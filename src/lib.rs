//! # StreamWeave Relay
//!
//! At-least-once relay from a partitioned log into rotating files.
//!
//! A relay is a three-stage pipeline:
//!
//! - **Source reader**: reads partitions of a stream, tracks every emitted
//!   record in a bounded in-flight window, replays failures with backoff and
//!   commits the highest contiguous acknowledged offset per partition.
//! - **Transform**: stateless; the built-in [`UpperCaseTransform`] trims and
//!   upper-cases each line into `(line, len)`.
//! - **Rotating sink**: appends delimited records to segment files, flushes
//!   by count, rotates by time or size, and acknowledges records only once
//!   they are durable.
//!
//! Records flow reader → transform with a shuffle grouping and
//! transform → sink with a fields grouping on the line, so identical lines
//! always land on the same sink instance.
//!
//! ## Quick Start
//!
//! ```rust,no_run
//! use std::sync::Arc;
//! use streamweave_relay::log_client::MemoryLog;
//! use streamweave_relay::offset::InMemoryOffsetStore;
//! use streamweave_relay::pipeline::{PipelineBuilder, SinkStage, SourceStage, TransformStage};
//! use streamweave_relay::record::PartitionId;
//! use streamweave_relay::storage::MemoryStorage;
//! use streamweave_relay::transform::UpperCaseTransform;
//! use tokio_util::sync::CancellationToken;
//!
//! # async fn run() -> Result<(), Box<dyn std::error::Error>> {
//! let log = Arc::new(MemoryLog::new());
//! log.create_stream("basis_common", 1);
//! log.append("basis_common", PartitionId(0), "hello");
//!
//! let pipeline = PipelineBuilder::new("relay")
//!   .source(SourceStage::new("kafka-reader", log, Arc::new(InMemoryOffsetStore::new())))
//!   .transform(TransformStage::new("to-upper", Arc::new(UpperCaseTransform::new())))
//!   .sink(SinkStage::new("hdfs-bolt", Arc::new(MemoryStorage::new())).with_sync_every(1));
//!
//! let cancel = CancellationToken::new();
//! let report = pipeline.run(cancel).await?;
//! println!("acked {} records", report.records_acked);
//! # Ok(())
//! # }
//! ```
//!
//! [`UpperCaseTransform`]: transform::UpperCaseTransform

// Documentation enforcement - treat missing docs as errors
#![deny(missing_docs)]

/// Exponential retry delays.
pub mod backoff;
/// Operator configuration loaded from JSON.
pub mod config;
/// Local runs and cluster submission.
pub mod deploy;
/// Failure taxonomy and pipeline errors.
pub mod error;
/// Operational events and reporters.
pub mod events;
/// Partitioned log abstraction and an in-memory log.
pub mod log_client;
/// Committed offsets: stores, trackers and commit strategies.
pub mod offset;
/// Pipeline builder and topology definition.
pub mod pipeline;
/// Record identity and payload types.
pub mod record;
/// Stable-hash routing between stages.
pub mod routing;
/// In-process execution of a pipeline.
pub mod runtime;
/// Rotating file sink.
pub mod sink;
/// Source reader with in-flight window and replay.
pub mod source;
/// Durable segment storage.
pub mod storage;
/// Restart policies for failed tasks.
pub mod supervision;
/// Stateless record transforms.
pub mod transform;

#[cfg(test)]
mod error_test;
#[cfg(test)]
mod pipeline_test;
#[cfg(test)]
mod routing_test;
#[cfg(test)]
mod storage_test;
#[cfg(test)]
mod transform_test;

...

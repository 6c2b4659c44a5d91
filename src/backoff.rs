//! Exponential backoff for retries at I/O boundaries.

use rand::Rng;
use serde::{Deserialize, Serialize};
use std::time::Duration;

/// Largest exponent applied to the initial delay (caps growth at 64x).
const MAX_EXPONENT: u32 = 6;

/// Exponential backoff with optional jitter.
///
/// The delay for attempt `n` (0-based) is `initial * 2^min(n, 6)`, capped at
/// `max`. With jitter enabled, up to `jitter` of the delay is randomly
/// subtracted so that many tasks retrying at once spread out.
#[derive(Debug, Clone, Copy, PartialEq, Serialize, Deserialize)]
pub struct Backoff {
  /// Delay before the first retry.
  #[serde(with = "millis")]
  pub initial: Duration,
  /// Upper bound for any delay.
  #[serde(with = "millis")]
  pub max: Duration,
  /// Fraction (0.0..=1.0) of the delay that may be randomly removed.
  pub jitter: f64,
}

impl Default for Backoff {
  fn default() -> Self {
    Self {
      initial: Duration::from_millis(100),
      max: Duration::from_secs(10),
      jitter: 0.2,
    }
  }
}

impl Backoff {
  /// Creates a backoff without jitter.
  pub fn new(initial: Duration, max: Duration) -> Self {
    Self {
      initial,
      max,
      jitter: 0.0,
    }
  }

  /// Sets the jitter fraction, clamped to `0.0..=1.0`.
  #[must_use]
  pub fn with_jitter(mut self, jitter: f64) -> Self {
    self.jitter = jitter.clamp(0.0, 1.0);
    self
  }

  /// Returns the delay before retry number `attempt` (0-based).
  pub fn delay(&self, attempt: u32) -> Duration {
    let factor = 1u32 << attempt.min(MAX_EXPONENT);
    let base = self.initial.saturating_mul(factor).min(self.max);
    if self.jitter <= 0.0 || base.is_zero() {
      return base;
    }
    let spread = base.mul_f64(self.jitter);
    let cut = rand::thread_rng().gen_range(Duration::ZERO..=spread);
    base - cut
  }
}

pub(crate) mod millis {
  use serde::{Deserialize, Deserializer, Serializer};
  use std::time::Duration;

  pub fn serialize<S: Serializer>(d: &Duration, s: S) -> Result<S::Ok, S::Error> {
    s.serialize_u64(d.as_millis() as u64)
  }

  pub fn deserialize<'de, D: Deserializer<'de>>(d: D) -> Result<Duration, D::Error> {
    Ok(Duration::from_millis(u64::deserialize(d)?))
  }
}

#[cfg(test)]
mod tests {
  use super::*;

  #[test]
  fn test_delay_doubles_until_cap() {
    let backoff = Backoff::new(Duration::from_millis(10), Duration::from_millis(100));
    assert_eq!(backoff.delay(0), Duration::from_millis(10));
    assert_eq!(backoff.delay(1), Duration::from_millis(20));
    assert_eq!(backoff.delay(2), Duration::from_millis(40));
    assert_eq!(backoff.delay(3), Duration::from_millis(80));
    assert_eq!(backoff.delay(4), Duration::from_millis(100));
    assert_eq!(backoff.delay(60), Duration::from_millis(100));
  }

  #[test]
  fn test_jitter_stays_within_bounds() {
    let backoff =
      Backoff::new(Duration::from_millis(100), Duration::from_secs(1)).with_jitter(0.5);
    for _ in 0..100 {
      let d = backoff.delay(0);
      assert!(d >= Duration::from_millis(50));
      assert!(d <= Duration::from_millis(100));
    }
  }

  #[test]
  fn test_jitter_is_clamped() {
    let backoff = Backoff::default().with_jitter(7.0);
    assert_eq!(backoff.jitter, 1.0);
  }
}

→ Assignment
Only lines holding the word "once" are wanted here; copy each from the listing.

→ Expected answer
//! At-least-once relay from a partitioned log into rotating files.
//!   by count, rotates by time or size, and acknowledges records only once
/// subtracted so that many tasks retrying at once spread out.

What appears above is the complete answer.